We appreciate the commentary of Freyschlag et al regarding our manuscript identifying a clinical neurocognitive phenotype varying on the basis of the mutation status of the isocitrate dehydrogenase (IDH) 1 gene.¹ We agree that identifying and differentiating the specific factor(s) (eg, tumor, edema) that cause neurocognitive dysfunction is challenging, just as identifying the tumor margin from edema can be challenging radiographically. The thoughtful commentary of Freyschlag et al elaborates on several interesting issues in studying neurocognitive function in this patient population.

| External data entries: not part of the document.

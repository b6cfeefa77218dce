//! Observer factories the host provides: intersection, mutation and resize.
//!
//! These mirror the browser's `IntersectionObserver`, `MutationObserver` and
//! `ResizeObserver`. Callbacks are delivered in batches from the host event loop.

use crate::teardown::Teardown;
use poi_dom::{DomError, DomNode};

/// One intersection update for an observed target.
#[derive(Debug, Clone, PartialEq)]
pub struct IntersectionEntry<N> {
    pub target: N,
    /// Visible fraction of the target within the root, `0.0..=1.0`.
    pub ratio: f64,
    /// Top of the target's bounding box, viewport-relative.
    pub bounding_top: f64,
}

#[derive(Debug, Clone, Copy, PartialEq, Eq)]
pub enum MutationKind {
    ChildList,
    Attributes,
    CharacterData,
}

/// One native mutation record, reduced to what the engine inspects.
#[derive(Debug, Clone, PartialEq)]
pub struct MutationRecord<N> {
    pub kind: MutationKind,
    pub target: N,
    pub added_nodes: usize,
    pub removed_nodes: usize,
}

impl<N> MutationRecord<N> {
    pub fn child_list(target: N, added_nodes: usize, removed_nodes: usize) -> Self {
        Self {
            kind: MutationKind::ChildList,
            target,
            added_nodes,
            removed_nodes,
        }
    }

    pub fn character_data(target: N) -> Self {
        Self {
            kind: MutationKind::CharacterData,
            target,
            added_nodes: 0,
            removed_nodes: 0,
        }
    }

    pub fn attributes(target: N) -> Self {
        Self {
            kind: MutationKind::Attributes,
            target,
            added_nodes: 0,
            removed_nodes: 0,
        }
    }

    /// Whether the record added or removed at least one node.
    pub fn has_node_churn(&self) -> bool {
        self.added_nodes > 0 || self.removed_nodes > 0
    }
}

pub type IntersectionCallback<N> = Box<dyn FnMut(Vec<IntersectionEntry<N>>)>;
pub type MutationCallback<N> = Box<dyn FnMut(Vec<MutationRecord<N>>)>;
pub type ResizeCallback = Box<dyn FnMut()>;

/// A live intersection observer.
pub trait IntersectionObservation<N> {
    /// Starts observing `target`.
    fn observe(&self, target: &N) -> Result<(), DomError>;

    /// Stops all observation. Safe to call repeatedly.
    fn disconnect(&self);
}

/// Creates observers against the host page.
pub trait ObserverHost<N: DomNode> {
    /// Creates an intersection observer whose viewport is `root`.
    fn observe_intersections(
        &self,
        root: &N,
        thresholds: &[f64],
        callback: IntersectionCallback<N>,
    ) -> Result<Box<dyn IntersectionObservation<N>>, DomError>;

    /// Observes child-list changes anywhere under `root` (subtree).
    fn observe_mutations(&self, root: &N, callback: MutationCallback<N>) -> Result<Teardown, DomError>;

    /// Observes size changes of `target`.
    fn observe_resize(&self, target: &N, callback: ResizeCallback) -> Result<Teardown, DomError>;
}
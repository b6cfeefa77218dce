//! # poi-outline
//!
//! Turns extracted chat messages into the outline: a flat, depth-annotated,
//! document-ordered sequence of points of interest (POIs).

mod builder;
mod code_label;
mod poi;
mod text;

pub use builder::{OutlineBuilder, TitleLimits};
pub use code_label::code_label;
pub use poi::{Anchor, Poi, PoiKind, PoiSummary};
pub use text::short_text;
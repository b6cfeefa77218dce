use crate::persistence::AnnotationRepository;
use crate::state::StateSnapshot;
use poi_dom::DomNode;
use poi_outline::Poi;
use poi_traits::Teardown;
use poi_types::{ColorTag, PoiId};
use std::cell::{Cell, RefCell};
use std::collections::{HashMap, HashSet};
use std::fmt;
use std::rc::{Rc, Weak};

pub type Subscriber<N> = Rc<dyn Fn(&StateSnapshot<N>)>;

type SubscriberList<N> = RefCell<Vec<(u64, Subscriber<N>)>>;

/// Outcome of an annotation request addressed by id.
#[derive(Debug, Clone, Copy, PartialEq, Eq)]
pub enum Annotate {
    Updated,
    /// No entry with that id exists; nothing changed and nothing was persisted.
    NotFound,
}

/// The canonical application state.
///
/// Mutations replace the outline wholesale, persist the affected slice, then
/// notify every subscriber with a fresh snapshot. Subscribers are invoked after
/// all internal borrows are released, so they may call back into the store.
pub struct AnnotationStore<N: DomNode> {
    state: RefCell<StateSnapshot<N>>,
    subscribers: Rc<SubscriberList<N>>,
    next_subscriber: Cell<u64>,
    repository: AnnotationRepository,
    location: Box<dyn Fn() -> String>,
}

impl<N: DomNode> fmt::Debug for AnnotationStore<N> {
    fn fmt(&self, f: &mut fmt::Formatter<'_>) -> fmt::Result {
        let state = self.state.borrow();
        f.debug_struct("AnnotationStore")
            .field("pois", &state.pois.len())
            .field("active_poi_id", &state.active_poi_id)
            .field("subscribers", &self.subscribers.borrow().len())
            .finish()
    }
}

impl<N: DomNode> AnnotationStore<N> {
    /// Creates a store and loads the global panel flags.
    ///
    /// `location` yields the current page URL; annotation records are keyed by it
    /// and it is read on every access, so in-page navigation is picked up.
    pub fn new(repository: AnnotationRepository, location: impl Fn() -> String + 'static) -> Self {
        let panel_collapsed = load_or_default(&repository, &repository.panel_collapsed_key());
        let show_only_marked = load_or_default(&repository, &repository.show_only_marked_key());

        Self {
            state: RefCell::new(StateSnapshot {
                pois: Rc::from(Vec::new()),
                active_poi_id: None,
                panel_collapsed,
                show_only_marked,
            }),
            subscribers: Rc::new(RefCell::new(Vec::new())),
            next_subscriber: Cell::new(0),
            repository,
            location: Box::new(location),
        }
    }

    pub fn snapshot(&self) -> StateSnapshot<N> {
        self.state.borrow().clone()
    }

    /// Replaces the outline with a freshly built one, carrying over annotations.
    ///
    /// An entry is marked if it was marked in memory or in the persisted record
    /// for this page. Its color tag comes from memory if set there, otherwise
    /// from the persisted record.
    pub fn set_pois(&self, next: Vec<Poi<N>>) {
        let url = (self.location)();

        let mut marked: HashSet<PoiId> = match self.repository.load_marks(&url) {
            Ok(ids) => ids,
            Err(err) => {
                log::warn!("Could not load marks for {}: {}", url, err);
                HashSet::new()
            }
        };
        let mut colors: HashMap<PoiId, ColorTag> = match self.repository.load_color_tags(&url) {
            Ok(tags) => tags,
            Err(err) => {
                log::warn!("Could not load color tags for {}: {}", url, err);
                HashMap::new()
            }
        };

        {
            let state = self.state.borrow();
            for poi in state.pois.iter() {
                if poi.marked {
                    marked.insert(poi.id.clone());
                }
                if let Some(tag) = poi.color_tag {
                    colors.insert(poi.id.clone(), tag);
                }
            }
        }

        let merged: Vec<Poi<N>> = next
            .into_iter()
            .map(|mut poi| {
                poi.marked = marked.contains(&poi.id);
                poi.color_tag = colors.get(&poi.id).copied();
                poi
            })
            .collect();

        log::debug!(
            "setPois: {} poi(s), {} marked, {} tagged",
            merged.len(),
            merged.iter().filter(|p| p.marked).count(),
            merged.iter().filter(|p| p.color_tag.is_some()).count()
        );

        self.state.borrow_mut().pois = Rc::from(merged);
        self.notify();
    }

    pub fn set_active_poi_id(&self, id: Option<PoiId>) {
        self.state.borrow_mut().active_poi_id = id;
        self.notify();
    }

    /// Flips the panel's collapsed flag and returns the new value.
    pub fn toggle_panel_collapsed(&self) -> bool {
        let value = {
            let mut state = self.state.borrow_mut();
            state.panel_collapsed = !state.panel_collapsed;
            state.panel_collapsed
        };
        self.persist_flag(&self.repository.panel_collapsed_key(), value);
        self.notify();
        value
    }

    /// Flips the marked-only filter and returns the new value.
    pub fn toggle_show_only_marked(&self) -> bool {
        let value = {
            let mut state = self.state.borrow_mut();
            state.show_only_marked = !state.show_only_marked;
            state.show_only_marked
        };
        self.persist_flag(&self.repository.show_only_marked_key(), value);
        self.notify();
        value
    }

    pub fn toggle_poi_marked(&self, id: &str) -> Annotate {
        let updated = self.update_poi(id, |poi| poi.marked = !poi.marked);
        if !updated {
            log::warn!("toggle_poi_marked: no entry with id '{}'", id);
            return Annotate::NotFound;
        }

        let url = (self.location)();
        let pois = self.state.borrow().pois.clone();
        if let Err(err) = self.repository.store_marks(&url, &pois) {
            log::warn!("Could not persist marks for {}: {}", url, err);
        }
        self.notify();
        Annotate::Updated
    }

    /// Sets or clears (`None`) the color tag of one entry.
    pub fn set_poi_color_tag(&self, id: &str, tag: Option<ColorTag>) -> Annotate {
        let updated = self.update_poi(id, |poi| poi.color_tag = tag);
        if !updated {
            log::warn!("set_poi_color_tag: no entry with id '{}'", id);
            return Annotate::NotFound;
        }

        let url = (self.location)();
        let pois = self.state.borrow().pois.clone();
        if let Err(err) = self.repository.store_color_tags(&url, &pois) {
            log::warn!("Could not persist color tags for {}: {}", url, err);
        }
        self.notify();
        Annotate::Updated
    }

    /// Tags an entry with the least used palette color, returning the tag chosen.
    pub fn assign_auto_color_tag(&self, id: &str) -> Option<ColorTag> {
        let tag = {
            let state = self.state.borrow();
            if state.poi(id).is_none() {
                log::warn!("assign_auto_color_tag: no entry with id '{}'", id);
                return None;
            }
            ColorTag::auto_pick(state.pois.iter().filter_map(|p| p.color_tag))
        };
        match self.set_poi_color_tag(id, Some(tag)) {
            Annotate::Updated => Some(tag),
            Annotate::NotFound => None,
        }
    }

    /// Registers a listener. It is called once right away with the current
    /// snapshot, then after every mutation until the returned handle is run.
    pub fn subscribe(&self, subscriber: impl Fn(&StateSnapshot<N>) + 'static) -> Teardown {
        let key = self.next_subscriber.get();
        self.next_subscriber.set(key + 1);

        let subscriber: Subscriber<N> = Rc::new(subscriber);
        self.subscribers.borrow_mut().push((key, subscriber.clone()));

        let snapshot = self.snapshot();
        subscriber(&snapshot);

        let list: Weak<SubscriberList<N>> = Rc::downgrade(&self.subscribers);
        Teardown::new(move || {
            if let Some(list) = list.upgrade() {
                list.borrow_mut().retain(|(k, _)| *k != key);
            }
        })
    }

    pub fn subscriber_count(&self) -> usize {
        self.subscribers.borrow().len()
    }

    /// Applies `change` to the entry with `id` on a copy of the outline.
    fn update_poi(&self, id: &str, change: impl FnOnce(&mut Poi<N>)) -> bool {
        if id.is_empty() {
            return false;
        }
        let mut state = self.state.borrow_mut();
        let Some(index) = state.pois.iter().position(|p| p.id.as_str() == id) else {
            return false;
        };
        let mut pois: Vec<Poi<N>> = state.pois.to_vec();
        change(&mut pois[index]);
        state.pois = Rc::from(pois);
        true
    }

    fn persist_flag(&self, key: &str, value: bool) {
        if let Err(err) = self.repository.store_flag(key, value) {
            log::warn!("Could not persist '{}': {}", key, err);
        }
    }

    fn notify(&self) {
        let snapshot = self.snapshot();
        let subscribers: Vec<Subscriber<N>> = self
            .subscribers
            .borrow()
            .iter()
            .map(|(_, s)| s.clone())
            .collect();
        for subscriber in subscribers {
            subscriber(&snapshot);
        }
    }
}

fn load_or_default(repository: &AnnotationRepository, key: &str) -> bool {
    repository.load_flag(key).unwrap_or_else(|err| {
        log::warn!("Could not load '{}', using default: {}", key, err);
        false
    })
}
//! The JavaScript face of a running navigator.

use crate::registry;
use crate::dom::{WebDocument, WebNode};
use crate::error::{WasmError, js_message};
use poi_nav::{Annotate, Direction, Navigator, PoiSummary, RebuildOutcome, StateSnapshot};
use poi_traits::Teardown;
use poi_types::{ColorTag, PoiId};
use serde::Serialize;
use wasm_bindgen::prelude::*;

/// What a panel renders: the outline without element handles, plus the UI flags.
#[derive(Debug, Serialize)]
#[serde(rename_all = "camelCase")]
struct SnapshotView {
    pois: Vec<PoiSummary>,
    active_poi_id: Option<PoiId>,
    panel_collapsed: bool,
    show_only_marked: bool,
}

impl From<&StateSnapshot<WebNode>> for SnapshotView {
    fn from(snapshot: &StateSnapshot<WebNode>) -> Self {
        Self {
            pois: snapshot.summaries(),
            active_poi_id: snapshot.active_poi_id.clone(),
            panel_collapsed: snapshot.panel_collapsed,
            show_only_marked: snapshot.show_only_marked,
        }
    }
}

fn to_js(snapshot: &StateSnapshot<WebNode>) -> Result<JsValue, WasmError> {
    let serializer = serde_wasm_bindgen::Serializer::json_compatible();
    Ok(SnapshotView::from(snapshot).serialize(&serializer)?)
}

/// A running navigator, as handed to the page's panel code.
///
/// # Example
///
/// ```javascript
/// const nav = boot({ debounceMs: 300 });
/// const subscription = nav.subscribe((state) => render(state.pois, state.activePoiId));
/// nav.scrollToPoi("msg_2_response_code_1");
/// nav.next();
/// ```
#[wasm_bindgen]
#[derive(Clone)]
pub struct PoiNavigator {
    navigator: Navigator<WebDocument>,
}

impl PoiNavigator {
    pub(crate) fn new(navigator: Navigator<WebDocument>) -> Self {
        Self { navigator }
    }

    pub fn navigator(&self) -> &Navigator<WebDocument> {
        &self.navigator
    }
}

#[wasm_bindgen]
impl PoiNavigator {
    /// Activates the entry and smoothly scrolls it into view. `false` when the
    /// entry or its element is gone.
    #[wasm_bindgen(js_name = scrollToPoi)]
    pub fn scroll_to_poi(&self, id: &str) -> bool {
        self.navigator.scroll_to_poi(id)
    }

    /// Scrolls to the entry after the active one and returns its id.
    pub fn next(&self) -> Option<String> {
        self.navigator
            .step(Direction::Next)
            .map(|id| id.as_str().to_string())
    }

    pub fn previous(&self) -> Option<String> {
        self.navigator
            .step(Direction::Previous)
            .map(|id| id.as_str().to_string())
    }

    #[wasm_bindgen(js_name = toggleActiveMarked)]
    pub fn toggle_active_marked(&self) -> bool {
        self.navigator.toggle_active_marked() == Some(Annotate::Updated)
    }

    /// `false` when no entry has that id.
    #[wasm_bindgen(js_name = togglePoiMarked)]
    pub fn toggle_poi_marked(&self, id: &str) -> bool {
        self.navigator.store().toggle_poi_marked(id) == Annotate::Updated
    }

    /// Sets (or with `undefined`, clears) the color tag of an entry.
    #[wasm_bindgen(js_name = setPoiColorTag)]
    pub fn set_poi_color_tag(&self, id: &str, tag: Option<String>) -> Result<bool, JsValue> {
        let tag = match tag {
            Some(name) => Some(name.parse::<ColorTag>().map_err(WasmError::from)?),
            None => None,
        };
        Ok(self.navigator.store().set_poi_color_tag(id, tag) == Annotate::Updated)
    }

    /// Gives the entry the least used palette color and returns its name.
    #[wasm_bindgen(js_name = autoColorTag)]
    pub fn auto_color_tag(&self, id: &str) -> Option<String> {
        self.navigator
            .store()
            .assign_auto_color_tag(id)
            .map(|tag| tag.as_str().to_string())
    }

    #[wasm_bindgen(js_name = togglePanelCollapsed)]
    pub fn toggle_panel_collapsed(&self) -> bool {
        self.navigator.toggle_panel_collapsed()
    }

    #[wasm_bindgen(js_name = toggleShowOnlyMarked)]
    pub fn toggle_show_only_marked(&self) -> bool {
        self.navigator.toggle_show_only_marked()
    }

    /// The current state as a plain object.
    pub fn snapshot(&self) -> Result<JsValue, JsValue> {
        Ok(to_js(&self.navigator.snapshot())?)
    }

    /// Calls `listener` with the current state now and after every change.
    pub fn subscribe(&self, listener: js_sys::Function) -> Subscription {
        let teardown = self.navigator.subscribe(move |snapshot| {
            let value = match to_js(snapshot) {
                Ok(value) => value,
                Err(err) => {
                    log::error!("serializing state for a subscriber failed: {}", err);
                    return;
                }
            };
            if let Err(err) = listener.call1(&JsValue::NULL, &value) {
                log::error!("state subscriber threw: {}", js_message(&err));
            }
        });
        Subscription { teardown }
    }

    /// Rebuilds immediately. Returns the entry count, or `undefined` when the
    /// page had nothing to outline.
    pub fn rebuild(&self) -> Option<u32> {
        match self.navigator.rebuild_now("manual") {
            RebuildOutcome::Rebuilt { poi_count } => Some(poi_count as u32),
            _ => None,
        }
    }

    #[wasm_bindgen(getter, js_name = isDisposed)]
    pub fn is_disposed(&self) -> bool {
        self.navigator.is_disposed()
    }

    /// Stops all observers and timers. A later `boot()` starts a new navigator.
    pub fn dispose(&self) {
        self.navigator.dispose();
        registry::forget_disposed();
    }
}

/// Returned by [`PoiNavigator::subscribe`].
#[wasm_bindgen]
pub struct Subscription {
    teardown: Teardown,
}

#[wasm_bindgen]
impl Subscription {
    pub fn unsubscribe(&self) {
        self.teardown.run();
    }
}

Several demographic and clinical features, including age and KPS, are highly correlated with IDH1 mutation status. While it may initially seem like a good idea to simply control for these in a statistical model, given multicollinearity between the demographic and clinical features and the tumor mutation status, as well as neurocognitive outcome, this would lead to suppression and reduce the magnitude of the relationship between the predictors and the outcome. As for the specific concern regarding age differences across IDH1 groups, the standardized neurocognitive test scores are age adjusted—thus the difference in neurocognitive performance between the 2 patient samples is unlikely to be due to the difference in age.

Freyschlag et al correctly pointed out that patients with IDH1 wild-type (WT) tumors had smaller T1-weighted but similar fluid attenuated inversion recovery volumes compared with mutant (IDH1-M) tumors. They also had greater and more frequent neurocognitive dysfunction with highly significant associations between neurocognitive function and lesion size—whereas this association was absent in patients with IDH1-M tumors. We have recently published results from our analysis of the brain’s gray matter structural connectome in this patient sample that demonstrated patients with IDH1-WT tumor compared with IDH1-M tumor had lower degree and lower network efficiency in several medial frontal, posterior parietal, and subcortical regions.² Cognitive reserve mediated the relationship between network efficiency and cognitive dysfunction in patients with IDH1-M tumors but not IDH1-WT tumors. Further, tumor volume was a predictor of cognitive dysfunction in patients with IDH1-WT tumors but not IDH1-M tumors. Again, while ascribing specific causal effects is difficult, we argue that the more rapidly growing IDH1-WT tumor results in greater disruption in the organization of the brain’s network topology and greater cognitive dysfunction. Given the increasing interest in both the molecular characterization of tumors and quantitatively and objectively measuring neurocognitive function, we expect there will be larger patient cohorts in the future that will permit investigating the extent to which patient age mediates neuroplasticity, brain connectivity, and neurocognitive function within and between samples of patients with IDH1-WT and IDH1-M tumor.

Importantly, we disagree that the most likely “cause” of neurocognitive impairment is diffuse infiltration into subcortical networks in a manner similar to low-grade gliomas as suggested by Freyschlag et al. Numerous studies, including our own work,³ have documented worse neurocognitive function in patients with higher-grade tumors matched or controlled for lesion size. Similarly, stroke patients with similar lesion volume as brain tumor patients present with greater neurocognitive dysfunction. This underscores the rationale for postulating that lesion momentum, specifically more rapidly expanding (and potentially destructive) neuropathology within the fixed space of the cranial vault and its effects on compensatory neuroplasticity, is perhaps the most important contributor to neurocognitive dysfunction. Hence, efforts to slow tumor growth are warranted to minimize neurocognitive dysfunction and extend life.